▶ _TRY IT_
Keep only the lines of the data below that contain "PriceSeries", and copy them.

▶ _DATASET EXTRACT_
——————————
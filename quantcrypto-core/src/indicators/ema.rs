//! Exponential Moving Average (EMA).
//!
//! Recursive: EMA[t] = alpha * close[t] + (1 - alpha) * EMA[t-1]
//! Seed: EMA[period-1] = SMA of first `period` values.
//! Lookback: period - 1.

/// EMA over a full slice. Values before the seed index are NaN.
pub fn ema(values: &[f64], period: usize) -> Vec<f64> {
    let mut result = vec![f64::NAN; values.len()];
    let mut state = StreamingEma::new(period);
    for (i, &v) in values.iter().enumerate() {
        if let Some(value) = state.update(v) {
            result[i] = value;
        }
    }
    result
}

/// Incremental EMA, fed one value at a time.
///
/// Produces the same values as [`ema`] over the same inputs. A NaN input
/// poisons the state: every later output is `None`.
#[derive(Debug, Clone)]
pub struct StreamingEma {
    period: usize,
    alpha: f64,
    seed_sum: f64,
    seen: usize,
    value: Option<f64>,
    poisoned: bool,
}

impl StreamingEma {
    pub fn new(period: usize) -> Self {
        let period = period.max(1);
        Self {
            period,
            alpha: 2.0 / (period as f64 + 1.0),
            seed_sum: 0.0,
            seen: 0,
            value: None,
            poisoned: false,
        }
    }

    pub fn period(&self) -> usize {
        self.period
    }

    /// Number of values consumed so far.
    pub fn seen(&self) -> usize {
        self.seen
    }

    pub fn value(&self) -> Option<f64> {
        if self.poisoned {
            None
        } else {
            self.value
        }
    }

    pub fn update(&mut self, x: f64) -> Option<f64> {
        self.seen += 1;
        if self.poisoned || x.is_nan() {
            self.poisoned = true;
            return None;
        }
        match self.value {
            Some(prev) => {
                self.value = Some(self.alpha * x + (1.0 - self.alpha) * prev);
            }
            None => {
                self.seed_sum += x;
                if self.seen == self.period {
                    self.value = Some(self.seed_sum / self.period as f64);
                }
            }
        }
        self.value
    }
}
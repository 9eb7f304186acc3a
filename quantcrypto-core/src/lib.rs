//! QuantCrypto Core: domain types, strategy interface, execution, portfolio
//! accounting, and the bar-by-bar backtest engine.
//!
//! This crate contains the heart of the backtester:
//! - Domain types (bars, price series, intents, fills, positions, trades)
//! - Bar-by-bar event loop with start-of-bar execution of queued intents
//! - Execution simulator with slippage, fees, and limit-range checks
//! - Single-position portfolio with the `cash + quantity * mark` identity
//! - Reference strategies and EMA/SMA indicators
//! - Data-quality audit and run fingerprinting

pub mod domain;
pub mod engine;
pub mod error;
pub mod execution;
pub mod fingerprint;
pub mod indicators;
pub mod quality;
pub mod strategy;

pub use domain::{Bar, HistoryView, OrderIntent, Position, PriceSeries};
pub use engine::{run_backtest, BacktestEngine, EngineConfig, RunOutput};
pub use error::{BacktestError, DataError, ExecutionError};
pub use strategy::Strategy;

#[cfg(test)]
mod tests {
    use super::*;

    /// Compile-time check: run inputs and outputs can cross threads, so
    /// parameter sweeps can fan runs out over a worker pool.
    #[allow(dead_code)]
    fn assert_send_sync() {
        fn require_send<T: Send>() {}
        fn require_sync<T: Sync>() {}

        // Domain types
        require_send::<domain::Bar>();
        require_sync::<domain::Bar>();
        require_send::<domain::PriceSeries>();
        require_sync::<domain::PriceSeries>();
        require_send::<domain::OrderIntent>();
        require_sync::<domain::OrderIntent>();
        require_send::<domain::Fill>();
        require_sync::<domain::Fill>();
        require_send::<domain::Position>();
        require_sync::<domain::Position>();
        require_send::<domain::Portfolio>();
        require_sync::<domain::Portfolio>();
        require_send::<domain::TradeRecord>();
        require_sync::<domain::TradeRecord>();
        require_send::<domain::EquitySnapshot>();
        require_sync::<domain::EquitySnapshot>();

        // Engine types
        require_send::<engine::EngineConfig>();
        require_sync::<engine::EngineConfig>();
        require_send::<engine::RunOutput>();
        require_sync::<engine::RunOutput>();
        require_send::<error::BacktestError>();
        require_sync::<error::BacktestError>();

        // Strategies
        require_send::<strategy::FlatStrategy>();
        require_send::<strategy::BuyAndHold>();
        require_send::<strategy::EmaCrossover>();
        require_send::<strategy::LimitDip>();
        require_send::<Box<dyn Strategy>>();
    }

    /// The strategy hook receives a history view and a shared position borrow,
    /// never the portfolio or the full series.
    #[test]
    fn strategy_trait_sees_only_history_and_position() {
        fn _check_trait_object_builds(
            strategy: &mut dyn Strategy,
            history: HistoryView<'_>,
            position: &Position,
        ) -> Vec<OrderIntent> {
            strategy.on_bar(history, position)
        }
    }
}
——————————
▶ _EXERCISE ANSWER_
pub use domain::{Bar, HistoryView, OrderIntent, Position, PriceSeries};
        require_send::<domain::PriceSeries>();
        require_sync::<domain::PriceSeries>();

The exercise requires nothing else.